WWI CWGC cemetery in Somme, France

The Bernafay Wood British Cemetery is a cemetery located in the Somme region of France commemorating British and Commonwealth soldiers who fought in the Battle of the Somme and against the German 1918 spring offensive in World War I. The cemetery contains mostly those who died between July 1916 and April 1917 and March–August 1918.

== Location ==
The cemetery is located near the village of Montauban-de-Picardie, approximately 10 kilometers east of the town of Albert, France. It is located on the D197 road approximately 2 kilometers south of the village of Longueval.

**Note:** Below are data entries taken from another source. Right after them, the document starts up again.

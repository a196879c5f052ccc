// Copyright (c) 2025 Kirky.X
//
// Licensed under the MIT License
// See LICENSE file in the project root for full license information.

/// 领域模型模块
///
/// 该模块定义了系统的核心业务实体，包括：
/// - 场馆（venue）与点歌请求（song_request）
/// - 歌曲库（song）与顾客收藏（favorite）
/// - 后台用户（user）、API 密钥（api_key）和顾客（patron）
/// - OpenKJ 命令与请求体（openkj）
///
/// 以及分页（pagination）和宽松整数 ID（loose_id）等通用值类型。
pub mod api_key;
pub mod favorite;
pub mod loose_id;
pub mod openkj;
pub mod pagination;
pub mod patron;
pub mod song;
pub mod song_request;
pub mod user;
pub mod venue;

== Fighting near Bernafay Wood ==

On 1 July 1916, Montauban was captured by the British 30th and 18th Divisions. The heavily fortified Bois de Bernafay (Bernafay Wood) was taken by the 9th Scottish Division on 4 July 1916. Both the village and the wood were lost by the British in the German spring offensive of 1918, with the wood captured by the Germans in March–April 1918. However, the village was retaken by the 7th Buffs and 11th Royal Fusiliers of the 18th Division on 25 August and the wood by the 9th Scottish on the 27th.

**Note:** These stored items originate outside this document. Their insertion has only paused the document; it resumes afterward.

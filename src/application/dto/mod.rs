// Copyright (c) 2025 Kirky.X
//
// Licensed under the MIT License
// See LICENSE file in the project root for full license information.

/// 数据传输对象模块
///
/// 定义应用程序层的数据传输对象
/// 用于在API请求和领域模型之间传输数据
pub mod auth_request;
pub mod favorite_request;
pub mod request_submission;
pub mod song_query;
pub mod venue_query;

use serde_json::Value;

/// 宽松解析整数：接受数字或数字字符串，其它情况返回 `None`
pub fn lenient_i32(value: Option<&Value>) -> Option<i32> {
    match value? {
        Value::Number(n) => n
            .as_i64()
            .or_else(|| n.as_f64().filter(|f| f.fract() == 0.0).map(|f| f as i64))
            .and_then(|v| i32::try_from(v).ok()),
        Value::String(s) => s.trim().parse().ok(),
        _ => None,
    }
}

/// 宽松解析非负整数查询参数，无法解析时返回 `None`
pub fn lenient_u64(value: Option<&str>) -> Option<u64> {
    value.and_then(|v| v.trim().parse().ok())
}

#[cfg(test)]
mod tests {
    use super::*;
    use serde_json::json;

    #[test]
    fn test_lenient_i32() {
        assert_eq!(lenient_i32(Some(&json!(-2))), Some(-2));
        assert_eq!(lenient_i32(Some(&json!("3"))), Some(3));
        assert_eq!(lenient_i32(Some(&json!(" 4 "))), Some(4));
        assert_eq!(lenient_i32(Some(&json!(2.0))), Some(2));
        assert_eq!(lenient_i32(Some(&json!(2.5))), None);
        assert_eq!(lenient_i32(Some(&json!("up"))), None);
        assert_eq!(lenient_i32(Some(&json!(null))), None);
        assert_eq!(lenient_i32(None), None);
    }

    #[test]
    fn test_lenient_u64() {
        assert_eq!(lenient_u64(Some("2")), Some(2));
        assert_eq!(lenient_u64(Some("-1")), None);
        assert_eq!(lenient_u64(Some("abc")), None);
        assert_eq!(lenient_u64(None), None);
    }
}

== Establishment of the cemetery ==
The cemetery was formally begun by an area dressing station in August 1916, with casualties beginning to be buried on 8 July. It was used as a front line cemetery until April 1917. The modern day cemetery was designed by Sir Herbert Baker and Arthur James Scott Hutton.

=== Statistics ===
At the end of the war, the cemetery contained a total of 284 burials. After the reinterment of casualties from the Bernafay Wood North Cemetery and battlefields to the east of the wood, the cemetery now contains a total of 945 burials, of which 529 are identified and 417 are unidentified. Special memorials are dedicated to 11 British soldiers believed to be buried among the unknown and 12 soldiers whose Bernafay Wood North Cemetery graves were destroyed by shell fire.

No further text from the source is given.